Taxing Dividends

The Costco board of directors will borrow $3.5 billion so that the company can pay a significant dividend to shareholders in December, rather than next year, before the looming tax increase on dividend income. This isn’t unusual in itself because corporations need to do what’s right for their shareholders. But it is interesting to see that one of Costco’s board members is Jim Sinegal, co-founder and former CEO of Costco, who actually gave a speech at the Democratic Party convention last summer in support of higher taxes.

The decision to pay the dividend in December instead of next year will save Sinegal $4 million in taxes, and the Costco board (all of whom are shareholders) collectively will save about $8 million. The Wall Street Journal nicely sums it up:

Here we have people at the very top of the top 1% who preach about tax fairness voting to write themselves a huge dividend check to avoid the Obama tax increase they claim it is a public service to impose on middle-class Americans who work for 30 years and finally make $250,000 for a brief window in time. If they had any shame, they’d send their entire windfall to the Treasury.

Well, we know that liberals have no shame, and the hypocrisy is indeed quite incredible. In addition to Sinegal, the Costco board also includes William Gates, Sr. (father of Bill Gates) and Charles Munger (buddy of Warren Buffett), two other high tax proponents.
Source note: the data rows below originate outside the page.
use std::{
    collections::{BTreeMap, BTreeSet},
    io,
};

use super::WriteOkapiExt;

/// Canonical serialization for the Okapi verifier wire format.
///
/// This trait provides a generic serialization for wire-critical formats,
/// such as verifier protocol messages and the ledger types they carry. It is
/// intended for use only in wire-critical contexts; in other contexts, such
/// as internal storage or configuration, it would be preferable to use Serde.
pub trait OkapiSerialize: Sized {
    /// Write `self` to the given `writer` using the canonical format.
    ///
    /// This function has an `okapi_` prefix to alert the reader that the
    /// serialization in use is wire-critical serialization, rather than some
    /// other kind of serialization.
    ///
    /// Notice that the error type is [`std::io::Error`]; this indicates that
    /// serialization MUST be infallible up to errors in the underlying
    /// writer. In other words, any type implementing `OkapiSerialize` must
    /// make illegal states unrepresentable.
    fn okapi_serialize<W: io::Write>(&self, writer: W) -> Result<(), io::Error>;

    /// Helper function to construct a vec to serialize the current struct into
    fn okapi_serialize_to_vec(&self) -> Result<Vec<u8>, io::Error> {
        let mut data = Vec::new();
        self.okapi_serialize(&mut data)?;
        Ok(data)
    }
}

/// Serialize a `Vec` as a compactsize number of items, then the items. This
/// is the most common collection format on the wire.
///
/// See `okapi_serialize_external_count` for more details, and usage
/// information.
impl<T: OkapiSerialize> OkapiSerialize for Vec<T> {
    fn okapi_serialize<W: io::Write>(&self, mut writer: W) -> Result<(), io::Error> {
        writer.write_compactsize(self.len() as u64)?;
        okapi_serialize_external_count(self, writer)
    }
}

/// Serialize a byte vector as a compactsize number of bytes, then the bytes.
///
/// See `okapi_serialize_bytes_external_count` for more details, and usage
/// information.
//
// we specifically want to serialize `Vec`s here, rather than generic slices
#[allow(clippy::ptr_arg)]
pub fn okapi_serialize_bytes<W: io::Write>(vec: &Vec<u8>, mut writer: W) -> Result<(), io::Error> {
    writer.write_compactsize(vec.len() as u64)?;
    okapi_serialize_bytes_external_count(vec, writer)
}

/// Serialize a typed `Vec` **without** writing the number of items as a
/// compactsize.
///
/// ## Usage
///
/// Use `okapi_serialize_external_count` when the array count is determined
/// by other data, or a protocol rule.
///
/// Use `Vec::okapi_serialize` for data that contains a compactsize count,
/// followed by the data array.
//
// we specifically want to serialize `Vec`s here, rather than generic slices
#[allow(clippy::ptr_arg)]
pub fn okapi_serialize_external_count<W: io::Write, T: OkapiSerialize>(
    vec: &Vec<T>,
    mut writer: W,
) -> Result<(), io::Error> {
    for x in vec {
        x.okapi_serialize(&mut writer)?;
    }
    Ok(())
}

/// Serialize a raw byte `Vec` **without** writing the number of items as a
/// compactsize.
///
/// This is a convenience alias for `writer.write_all(&vec)`.
//
// we specifically want to serialize `Vec`s here, rather than generic slices
#[allow(clippy::ptr_arg)]
pub fn okapi_serialize_bytes_external_count<W: io::Write>(
    vec: &Vec<u8>,
    mut writer: W,
) -> Result<(), io::Error> {
    writer.write_all(vec)
}

/// Write a compactsize-prefixed UTF-8 `&str`.
impl OkapiSerialize for &str {
    fn okapi_serialize<W: io::Write>(&self, writer: W) -> Result<(), io::Error> {
        let str_bytes = self.as_bytes().to_vec();
        okapi_serialize_bytes(&str_bytes, writer)
    }
}

/// Write a compactsize-prefixed UTF-8 `String`.
impl OkapiSerialize for String {
    fn okapi_serialize<W: io::Write>(&self, mut writer: W) -> Result<(), io::Error> {
        self.as_str().okapi_serialize(&mut writer)
    }
}

/// Write a `bool` as a single `0x00`/`0x01` byte.
impl OkapiSerialize for bool {
    fn okapi_serialize<W: io::Write>(&self, mut writer: W) -> Result<(), io::Error> {
        writer.write_all(&[*self as u8])
    }
}

/// Write an `Option` as a presence byte, then the value if there is one.
///
/// The verifier protocol is nullable-heavy: lookups that miss yield absent
/// values, never errors, so `Option` gets a canonical encoding of its own.
impl<T: OkapiSerialize> OkapiSerialize for Option<T> {
    fn okapi_serialize<W: io::Write>(&self, mut writer: W) -> Result<(), io::Error> {
        match self {
            None => writer.write_all(&[0x00]),
            Some(inner) => {
                writer.write_all(&[0x01])?;
                inner.okapi_serialize(&mut writer)
            }
        }
    }
}

/// Write a `BTreeSet` as a compactsize number of items, then the items in
/// ascending order.
impl<T: OkapiSerialize + Ord> OkapiSerialize for BTreeSet<T> {
    fn okapi_serialize<W: io::Write>(&self, mut writer: W) -> Result<(), io::Error> {
        writer.write_compactsize(self.len() as u64)?;
        for x in self {
            x.okapi_serialize(&mut writer)?;
        }
        Ok(())
    }
}

/// Write a `BTreeMap` as a compactsize number of entries, then the
/// `key, value` pairs in ascending key order.
impl<K: OkapiSerialize + Ord, V: OkapiSerialize> OkapiSerialize for BTreeMap<K, V> {
    fn okapi_serialize<W: io::Write>(&self, mut writer: W) -> Result<(), io::Error> {
        writer.write_compactsize(self.len() as u64)?;
        for (k, v) in self {
            k.okapi_serialize(&mut writer)?;
            v.okapi_serialize(&mut writer)?;
        }
        Ok(())
    }
}

/// The maximum length of an Okapi verifier protocol message, in bytes.
///
/// Verification requests carry a whole transaction together with its
/// resolved input states, and attachment responses carry whole attachment
/// archives, so this limit is far larger than a typical peer-to-peer
/// message limit. It is also used to calculate safe preallocation limits
/// for some types.
pub const MAX_PROTOCOL_MESSAGE_LEN: usize = 64 * 1024 * 1024;

/// A fake writer helper used to calculate the serialized size of a message.
pub struct FakeWriter(pub usize);

impl std::io::Write for FakeWriter {
    fn write(&mut self, buf: &[u8]) -> Result<usize, io::Error> {
        self.0 += buf.len();
        Ok(buf.len())
    }

    fn flush(&mut self) -> Result<(), io::Error> {
        Ok(())
    }
}
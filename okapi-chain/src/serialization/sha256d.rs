//! SHA256d, i.e. two rounds of SHA256.

use std::io::prelude::*;

use sha2::{Digest, Sha256};

/// A type that lets you write out SHA256d (double-SHA256, as in two rounds).
#[derive(Default)]
pub struct Writer {
    hash: Sha256,
}

impl Writer {
    /// Consume the Writer and produce the hash result.
    pub fn finish(self) -> [u8; 32] {
        let result1 = self.hash.finalize();
        let result2 = Sha256::digest(result1);
        let mut buffer = [0u8; 32];
        buffer[0..32].copy_from_slice(&result2[0..32]);
        buffer
    }
}

impl Write for Writer {
    fn write(&mut self, buf: &[u8]) -> std::io::Result<usize> {
        self.hash.update(buf);
        Ok(buf.len())
    }

    fn flush(&mut self) -> std::io::Result<()> {
        Ok(())
    }
}

/// A 4-byte checksum using truncated SHA256d.
#[derive(Copy, Clone, Eq, PartialEq)]
pub struct Checksum(pub [u8; 4]);

impl<'a> From<&'a [u8]> for Checksum {
    fn from(bytes: &'a [u8]) -> Self {
        let hash1 = Sha256::digest(bytes);
        let hash2 = Sha256::digest(hash1);
        let mut checksum = [0u8; 4];
        checksum[0..4].copy_from_slice(&hash2[0..4]);
        Self(checksum)
    }
}

impl std::fmt::Debug for Checksum {
    fn fmt(&self, f: &mut std::fmt::Formatter<'_>) -> std::fmt::Result {
        f.debug_tuple("Checksum")
            .field(&hex::encode(self.0))
            .finish()
    }
}

#[cfg(test)]
mod tests {
    use super::*;

    #[test]
    fn checksum_of_empty_input() {
        // SHA256d of the empty string, a fixed reference value.
        let hash: [u8; 32] = {
            let mut writer = Writer::default();
            writer.write_all(b"").expect("writing to a hasher never fails");
            writer.finish()
        };
        assert_eq!(
            hex::encode(hash),
            "5df6e0e2761359d30a8275058e299fcc0381534545f55cf43e41983f5d4c9456"
        );
        assert_eq!(Checksum::from(&b""[..]), Checksum([0x5d, 0xf6, 0xe0, 0xe2]));
    }

    #[test]
    fn writer_matches_one_shot_checksum() {
        let data = b"okapi verifier protocol";

        let mut writer = Writer::default();
        writer
            .write_all(&data[..])
            .expect("writing to a hasher never fails");
        let hash = writer.finish();

        assert_eq!(Checksum::from(&data[..]).0[..], hash[0..4]);
    }
}
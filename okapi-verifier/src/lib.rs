//! Supervision and IPC for Okapi's external transaction verifier.
//!
//! The node keeps transaction verification out of its own process: a
//! sandboxed verifier runs as a child process and speaks a framed,
//! version-tagged protocol over a local socket. This crate owns that
//! boundary end to end:
//!
//!  * [`Supervisor`] is the node-side handle. It launches and replaces
//!    verifier processes, serializes verification exchanges, and absorbs
//!    transient faults up to a fixed attempt budget.
//!  * [`protocol::external`] is the wire format both ends speak; it is
//!    public so verifier implementations can build against the same codec
//!    and messages.
//!  * [`protocol::internal`] defines [`Request`] and [`Response`], the
//!    questions a running verifier asks back into the node. The node
//!    answers them with its data-support facade, any [`tower::Service`]
//!    from `Request` to `Response`; lookups that miss yield empty answers,
//!    never errors.
//!
//! Verification outcomes stay strictly separated from infrastructure
//! faults: a transaction the verifier rejects is surfaced as-is and never
//! retried, while process crashes, socket errors and protocol violations
//! are contained, logged, and retried behind the caller's back.

#![deny(missing_docs)]

#[macro_use]
extern crate tracing;

/// Type alias to make working with tower traits easier.
///
/// Note: the 'static lifetime bound means that the *type* cannot have any
/// non-'static lifetimes, (e.g., when a type containing a borrow is passed to
/// a layer), *not* that the object itself has 'static lifetime.
pub type BoxError = Box<dyn std::error::Error + Send + Sync + 'static>;

pub mod constants;
pub mod protocol;

mod config;
mod error;
mod sandbox;
mod supervisor;

pub use crate::{
    config::{Config, TransportKind},
    error::{SessionError, VerificationError, VerifyError},
    protocol::internal::{Request, Response},
    sandbox::{
        launch::{ExecutableLauncher, Launcher, SandboxProcess},
        transport::ListenAddr,
    },
    supervisor::Supervisor,
};
//! Canonical wire serialization.
//!
//! This module contains four traits: `OkapiSerialize` and `OkapiDeserialize`,
//! analogs of the Serde `Serialize` and `Deserialize` traits but intended for
//! the canonical verifier wire format, and `WriteOkapiExt` and `ReadOkapiExt`,
//! extension traits for `io::Read` and `io::Write` with utility functions
//! for reading and writing data (e.g., the variable-length integer format).

mod error;
mod okapi_deserialize;
mod okapi_serialize;
mod read_okapi;
mod write_okapi;

pub mod sha256d;


pub use error::SerializationError;
pub use okapi_deserialize::{
    okapi_deserialize_bytes_external_count, okapi_deserialize_external_count, OkapiDeserialize,
    OkapiDeserializeInto, TrustedPreallocate,
};
pub use okapi_serialize::{
    okapi_serialize_bytes, okapi_serialize_bytes_external_count, okapi_serialize_external_count,
    FakeWriter, OkapiSerialize, MAX_PROTOCOL_MESSAGE_LEN,
};
pub use read_okapi::ReadOkapiExt;
pub use write_okapi::WriteOkapiExt;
Liberals often attack those who oppose tax increases by claiming that wage earners pay taxes at a higher rate than rich people such as Mitt Romney. Although the current tax rate on dividend income is 15%, it’s necessary to understand that corporate income is taxed twice:  first on the corporate level at 35% and then again on the individual level at 15%. If these two taxes are combined, we see that the owners of corporations are actually paying 44.75% of their income to the federal government. And this is not a marginal rate that applies to the highest income categories, but a flat rate that applies to all levels of income.

If the rate on dividend income goes up next year as scheduled (in the absence of any action by Congress on the fiscal cliff) to 43.4%, then the combined rate will be 63.2%. This means that the federal government alone (never mind additional state taxes) would be stealing 63.2% of the income of the owners of corporations. Even if the dividend rate were only 30% (the minimum required by the Buffett rule), the combined rate would still be 54.5%. It’s hard to characterize these rates as anything other than confiscatory, and the morality of them is suspect.

Critics sometimes call Obama a socialist and, of course, this generates mockery from the liberal propagandists. A socialist society is one in which the government owns the means of production so, notwithstanding the federal government’s equity interests in GM and AIG, America technically is not socialist. Yet anyone who receives more than half of the profits of a company can reasonably be considered as the “owner” of said company. In view of the tax rates that Obama and liberals are demanding on dividend income (as well as capital gains), the critics may not be so crazy after all.